Sergey Gromov snake.scaly at gmail.com
Wed Aug 12 19:29:06 PDT 2009


Thu, 13 Aug 2009 01:40:47 +0100, Stewart Gordon wrote:

> Sergey Gromov wrote:
>> Wed, 12 Aug 2009 18:12:41 +0100, Stewart Gordon wrote:
> <snip>
>> Scintilla uses plugins to highlight source.  These plugins are written
>> in C++ and have almost full access to the buffer so the highlighter code
>> may be arbitrarily complex.  I actually wrote such a plugin to highlight
>> D a while back:
>> 
>> http://dsource.org/projects/scrapple/browser/trunk/scilexer
> 
> "1.  If you have SciTE 1.76 for Windows installed simply replace
> SciLexer.dll and d.properties with the supplied files.
> 
> 2.  If you wish to build Scintilla from source:"
> 
> Can it be used in Scintilla-based editors besides SciTE short of 
> acquiring the whole Scintilla source and rebuilding it?

There are two problems at least:

1.  SciLexer.dll contains *all* of the built-in lexer modules.
Replacing your DLL with another version will remove any extra lexers
which 3rd party put there, like an XML-configurable lexer in case of
Notepad++.

2.  Lexers are written in C++ and interface with the rest of Scintilla
via C++ classes.  Therefore if a field is added or removed anywhere, or
if you use a different compiler to build your DLL than that used to
build Scintilla, you'll get GPF, or worse.

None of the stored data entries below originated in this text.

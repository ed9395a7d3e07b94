//! Background liveness sweeper.
//!
//! A single recurring task that retires devices which stopped reporting.
//! Runs never overlap: the loop awaits each sweep before taking the next
//! tick, and a long sweep simply delays the following one.

use std::sync::Arc;
use std::time::Duration;

use devpulse_storage::DeviceStore;
use tokio::sync::watch;
use tokio::task::JoinHandle;
use tokio::time::MissedTickBehavior;
use tracing::{info, warn};

/// Default sweep period.
pub const SWEEP_PERIOD: Duration = Duration::from_secs(60);

/// Periodic task that transitions stale active devices to inactive.
pub struct LivenessSweeper {
    store: Arc<DeviceStore>,
    period: Duration,
}

impl LivenessSweeper {
    pub fn new(store: Arc<DeviceStore>) -> Self {
        Self {
            store,
            period: SWEEP_PERIOD,
        }
    }

    /// Set the sweep period.
    pub fn with_period(mut self, period: Duration) -> Self {
        self.period = period;
        self
    }

    /// Spawn the sweep loop. It runs until `shutdown` flips or its sender
    /// is dropped; a failed sweep is logged and retried on the next tick.
    pub fn spawn(self, shutdown: watch::Receiver<bool>) -> JoinHandle<()> {
        tokio::spawn(self.run(shutdown))
    }

    async fn run(self, mut shutdown: watch::Receiver<bool>) {
        let mut interval = tokio::time::interval(self.period);
        interval.set_missed_tick_behavior(MissedTickBehavior::Delay);
        // Consume the immediate first tick; the first sweep happens one
        // full period after startup.
        interval.tick().await;

        loop {
            tokio::select! {
                _ = shutdown.changed() => break,
                _ = interval.tick() => {
                    match self.store.sweep_inactive() {
                        Ok(0) => {}
                        Ok(affected) => info!(affected, "marked stale devices inactive"),
                        Err(e) => warn!(error = %e, "liveness sweep failed"),
                    }
                }
            }
        }

        info!("liveness sweeper stopped");
    }
}
impl DeviceStore {
    /// Open or create a store at the given path with the default freshness
    /// window.
    pub fn open(path: impl AsRef<Path>) -> Result<Arc<Self>> {
        Self::open_with_window(path, FRESHNESS_WINDOW)
    }

    /// Open or create a store with an explicit freshness window.
    pub fn open_with_window(path: impl AsRef<Path>, freshness_window: Duration) -> Result<Arc<Self>> {
        let path = path.as_ref();
        if let Some(parent) = path.parent() {
            if !parent.as_os_str().is_empty() {
                std::fs::create_dir_all(parent)?;
            }
        }

        let db = if path.exists() {
            Database::open(path)?
        } else {
            Database::create(path)?
        };

        // Create both tables up front so later read transactions never
        // observe a missing table.
        let txn = db.begin_write()?;
        {
            txn.open_table(DEVICES_TABLE)?;
            txn.open_table(DATA_LOGS_TABLE)?;
        }
        txn.commit()?;

        // Resume the log sequence past the highest persisted key; the
        // clock only seeds a brand-new table. Trusting the clock on reopen
        // would collide with existing keys after clock skew.
        let read_txn = db.begin_read()?;
        let logs = read_txn.open_table(DATA_LOGS_TABLE)?;
        let mut next_seq = now_millis() as u64 * 1000;
        // Keys sort by device first, so the maximum sequence needs a scan.
        for entry in logs.iter()? {
            let (key, _) = entry?;
            next_seq = next_seq.max(key.value().1 + 1);
        }
        drop(logs);

        debug!(path = %path.display(), "device store opened");

        Ok(Arc::new(Self {
            db,
            freshness_window,
            log_seq: AtomicU64::new(next_seq),
        }))
    }

    /// Insert or update a device record.
    ///
    /// Creates the record on first contact. On update the transport endpoint
    /// and payload snapshot are overwritten unconditionally, name and type
    /// only when a new value is present, `last_seen` is bumped, and the
    /// status is forced back to active. Returns the resolved identity.
    pub fn upsert_device(
        &self,
        device_id: &str,
        ip_address: &str,
        port: u16,
        device_name: Option<&str>,
        device_type: Option<&str>,
        payload: &str,
    ) -> Result<String> {
        let now = now_millis();
        let txn = self.db.begin_write()?;
        {
            let mut table = txn.open_table(DEVICES_TABLE)?;

            let record = match table.get(device_id)? {
                Some(existing) => {
                    let mut record: DeviceRecord = serde_json::from_str(existing.value())?;
                    record.ip_address = ip_address.to_string();
                    record.port = port;
                    if let Some(name) = device_name {
                        record.device_name = name.to_string();
                    }
                    if let Some(ty) = device_type {
                        record.device_type = ty.to_string();
                    }
                    record.data = payload.to_string();
                    record.last_seen = record.last_seen.max(now);
                    record.status = DeviceStatus::Active;
                    record
                }
                None => DeviceRecord {
                    device_id: device_id.to_string(),
                    ip_address: ip_address.to_string(),
                    port,
                    device_name: device_name.unwrap_or(DEFAULT_DEVICE_NAME).to_string(),
                    device_type: device_type.unwrap_or(DEFAULT_DEVICE_TYPE).to_string(),
                    status: DeviceStatus::Active,
                    last_seen: now,
                    first_connected: now,
                    data: payload.to_string(),
                },
            };

            let json = serde_json::to_string(&record)?;
            table.insert(device_id, json.as_str())?;
        }
        txn.commit()?;

        Ok(device_id.to_string())
    }

    /// Append an immutable log row for a device, stamped with the current
    /// time.
    pub fn append_log(&self, device_id: &str, payload: &str) -> Result<LogEntry> {
        let entry = LogEntry {
            device_id: device_id.to_string(),
            timestamp: now_millis(),
            data: payload.to_string(),
        };
        let seq = self.log_seq.fetch_add(1, Ordering::Relaxed);

        let txn = self.db.begin_write()?;
        {
            let mut table = txn.open_table(DATA_LOGS_TABLE)?;
            let json = serde_json::to_string(&entry)?;
            table.insert((device_id, seq), json.as_str())?;
        }
        txn.commit()?;

        Ok(entry)
    }

    /// All device records, most recently seen first.
    pub fn list_all(&self) -> Result<Vec<DeviceRecord>> {
        let mut devices = self.read_all_devices()?;
        devices.sort_by(|a, b| {
            b.last_seen
                .cmp(&a.last_seen)
                .then_with(|| a.device_id.cmp(&b.device_id))
        });
        Ok(devices)
    }

    /// Device records that are both flagged active and fresh.
    ///
    /// Freshness is recomputed against `last_seen` here rather than trusted
    /// from the persisted flag, so a stale record the sweeper has not yet
    /// visited is excluded.
    pub fn list_active(&self) -> Result<Vec<DeviceRecord>> {
        let cutoff = now_millis() - self.freshness_window.as_millis() as i64;
        let mut devices = self.list_all()?;
        devices.retain(|d| d.status == DeviceStatus::Active && d.last_seen >= cutoff);
        Ok(devices)
    }

    /// Look up one device by identity.
    pub fn get_by_id(&self, device_id: &str) -> Result<Option<DeviceRecord>> {
        let txn = self.db.begin_read()?;
        let table = txn.open_table(DEVICES_TABLE)?;
        match table.get(device_id)? {
            Some(value) => Ok(Some(serde_json::from_str(value.value())?)),
            None => Ok(None),
        }
    }

    /// Up to `limit` most recent log rows for a device, newest first.
    pub fn get_logs(&self, device_id: &str, limit: usize) -> Result<Vec<LogEntry>> {
        let txn = self.db.begin_read()?;
        let table = txn.open_table(DATA_LOGS_TABLE)?;

        let mut logs = Vec::new();
        for row in table
            .range((device_id, u64::MIN)..=(device_id, u64::MAX))?
            .rev()
        {
            if logs.len() >= limit {
                break;
            }
            let (_, value) = row?;
            logs.push(serde_json::from_str(value.value())?);
        }
        Ok(logs)
    }

    /// Unconditionally overwrite a device's status. Returns the number of
    /// records affected (0 when the device is unknown).
    pub fn set_status(&self, device_id: &str, status: DeviceStatus) -> Result<usize> {
        let txn = self.db.begin_write()?;
        let affected = {
            let mut table = txn.open_table(DEVICES_TABLE)?;
            let record = match table.get(device_id)? {
                Some(existing) => {
                    let mut record: DeviceRecord = serde_json::from_str(existing.value())?;
                    record.status = status;
                    Some(record)
                }
                None => None,
            };
            match record {
                Some(record) => {
                    let json = serde_json::to_string(&record)?;
                    table.insert(device_id, json.as_str())?;
                    1
                }
                None => 0,
            }
        };
        txn.commit()?;
        Ok(affected)
    }

    /// Transition every active-but-stale device to inactive. Returns the
    /// number of records affected; idempotent when nothing newly went stale.
    pub fn sweep_inactive(&self) -> Result<usize> {
        let cutoff = now_millis() - self.freshness_window.as_millis() as i64;

        let txn = self.db.begin_write()?;
        let affected = {
            let mut table = txn.open_table(DEVICES_TABLE)?;

            let mut stale = Vec::new();
            for row in table.iter()? {
                let (key, value) = row?;
                let record: DeviceRecord = serde_json::from_str(value.value())?;
                if record.status == DeviceStatus::Active && record.last_seen < cutoff {
                    stale.push((key.value().to_string(), record));
                }
            }

            let count = stale.len();
            for (device_id, mut record) in stale {
                record.status = DeviceStatus::Inactive;
                let json = serde_json::to_string(&record)?;
                table.insert(device_id.as_str(), json.as_str())?;
            }
            count
        };
        txn.commit()?;

        if affected > 0 {
            debug!(affected, "swept stale devices to inactive");
        }
        Ok(affected)
    }

    /// Device counts: total, computed-active, and the remainder.
    pub fn stats(&self) -> Result<DeviceStats> {
        let total = self.read_all_devices()?.len();
        let active = self.list_active()?.len();
        Ok(DeviceStats {
            total_devices: total,
            active_devices: active,
            inactive_devices: total - active,
        })
    }

    fn read_all_devices(&self) -> Result<Vec<DeviceRecord>> {
        let txn = self.db.begin_read()?;
        let table = txn.open_table(DEVICES_TABLE)?;
        let mut devices = Vec::new();
        for row in table.iter()? {
            let (_, value) = row?;
            devices.push(serde_json::from_str(value.value())?);
        }
        Ok(devices)
    }
}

Good news is that Notepad++ is on SourceForge so that the "from source"
way is at least possible.

> For the record, there's a SciLexer.dll in my Notepad++ dir, but no 
> d.properties to be found.  The SciLexer.dll reports itself as file 
> version 1.7.8.0, product version 1.78.  So maybe the question is of what 
> effect replacing it with a fork of version 1.76 would have.  (Do SciTE 
> versions correspond directly to Scintilla versions?)

Yes, SciTE versions seem to be in sync with Scintilla versions.

>> It seems like Notepad++ developers added their own highlighter plugin
>> which takes userDefineLang.xml as its configuration.  Such a
>> configurable plugin is presumably much less flexible than pure C++
>> implementation for a particular language.  It's very likely that PHP
>> highlighter is written in C++ and comes bundled with Scintilla.
> 
> It puzzles me that they didn't make this plugin powerful enough to 
> highlight the language it (and indeed the whole of Notepad++) is written 
> in.  Even more so considering the sheer number of C-like languages out 
> there, which people are likely to want to use N++ to write.

Well I think it's hard to create a regular expression engine flexible
enough to allow arbitrary highlighting.  I think the best such engine
I've seen was Colorer by Igor Russkih, and even there I wasn't able to
express D's WYSIWYG or delimited strings.  You need a real programming
language for that.

---

I've just had a look at Notepad++ sources.  The Scintilla they use
contains Scintilla's built-in D lexer.  I think it's just not
configured.  SciTE uses *.properties files to configure stuff.
Notepad++ uses XML files for the same purpose.  I think it's all in
langs.model.xml.  My current idea is to take d.properties from the
corresponding release of SciTE and try to translate it into the
langs.model.xml format.  I'll probably try it later when I have time.

Of course it would be nice to replace the original D lexer with mine.
Or, even better, to ask Scintilla developers to include my lexer into
the official bundle.  May be worth a try.